Oxford University professor tells students to use AI to help them write essays
A Oxford University professor has told students to use AI to help them draft essays.
Associate Professor Steve New told undergraduates studying Economics and Management to use AI tools to help generate first drafts of essays before critiquing them.
Prof New said the tools which include ChatGPT ‘should help you produce a much better essay than you would produce unaided’, if it was used ‘thoughtfully and critically’.

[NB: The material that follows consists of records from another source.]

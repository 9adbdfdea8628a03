//! IRC over WebSocket, as served by `wss://irc-ws.chat.twitch.tv`.
//!
//! Each outbound line is sent as its own text frame. Inbound text frames are
//! forwarded untouched; the relay batches `\r\n`-terminated lines into them.

use async_trait::async_trait;
use futures_util::{SinkExt, StreamExt};
use tokio::io::{AsyncRead, AsyncWrite};
use tokio_tungstenite::tungstenite::Message;
use tokio_tungstenite::WebSocketStream;

use super::{Connector, Socket, SocketPeer, SocketSignal};
use crate::error::TransportError;

#[derive(Debug, Default, Clone)]
pub struct WsConnector;

#[async_trait]
impl Connector for WsConnector {
    async fn open(&self, endpoint: &str) -> Result<Socket, TransportError> {
        tracing::debug!(%endpoint, "Opening WebSocket");
        let (stream, _response) = tokio_tungstenite::connect_async(endpoint)
            .await
            .map_err(|source| TransportError::WebSocket {
                endpoint: endpoint.to_string(),
                source,
            })?;
        tracing::debug!(%endpoint, "WebSocket open");

        let (socket, peer) = Socket::pair();
        tokio::spawn(pump(stream, peer));
        Ok(socket)
    }
}

async fn pump<S>(stream: WebSocketStream<S>, mut peer: SocketPeer)
where
    S: AsyncRead + AsyncWrite + Unpin,
{
    let (mut sink, mut frames) = stream.split();

    loop {
        tokio::select! {
            line = peer.lines.recv() => {
                match line {
                    Some(line) => {
                        if let Err(e) = sink.send(Message::Text(line)).await {
                            peer.signal(SocketSignal::Error(e.to_string()));
                            peer.signal(SocketSignal::Closed(None));
                            break;
                        }
                    }
                    None => {
                        // Owner dropped the socket.
                        let _ = sink.send(Message::Close(None)).await;
                        break;
                    }
                }
            }
            frame = frames.next() => {
                let delivered = match frame {
                    Some(Ok(Message::Text(text))) => peer.signal(SocketSignal::Frame(text)),
                    Some(Ok(Message::Binary(data))) => {
                        peer.signal(SocketSignal::Frame(String::from_utf8_lossy(&data).into_owned()))
                    }
                    Some(Ok(Message::Close(frame))) => {
                        let reason = frame
                            .map(|f| f.reason.to_string())
                            .filter(|r| !r.is_empty());
                        peer.signal(SocketSignal::Closed(reason));
                        break;
                    }
                    // Control frames are answered by tungstenite itself.
                    Some(Ok(_)) => true,
                    Some(Err(e)) => {
                        peer.signal(SocketSignal::Error(e.to_string()));
                        peer.signal(SocketSignal::Closed(None));
                        break;
                    }
                    None => {
                        peer.signal(SocketSignal::Closed(None));
                        break;
                    }
                };
                if !delivered {
                    let _ = sink.send(Message::Close(None)).await;
                    break;
                }
            }
        }
    }
}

However, it is understood AI tools are only permitted in tutorial essays, which play no part in degree grades, and that the use of AI in exams and other formal assessments is forbidden.
The tutorial essays generated with the help of AI are discussed and fact checked by students in small groups as part of their course.
Associate Professor Steve New told undergraduates studying Economics and Management to use AI tools to help generate first drafts of essays before critiquing them
An aerial view of All Souls College in Oxford University where a Professor told students to use AI to write essays
In guidance to students, Prof New said that AI should ‘increase your ability to think hard about the subjects you discuss, and make you more confident in framing a clear and persuasive argument’, The Telegraph reports.
He added: ‘But the document that emerges should be yours. You need to write stuff you will stand by. The AI can produce humdrum ‘some say this, some say that…meh’ essays in a fraction of a second; you should be producing compelling, tightly-argued, evidence-based prose that you believe in.’
The course notes that ‘AI might – without you realising – steer you towards particular intellectual or ideological positions’.
AI tools like Chat GPT are capable of producing detailed essays capable of passing doctors’ exams and writing scientific essays.
Under new guidance, English and Welsh Judges are allowed to use the technology to help them write legal rulings.
This is despite warnings AI can make up fictional cases that never happened.
MailOnline has contacted Oxford University.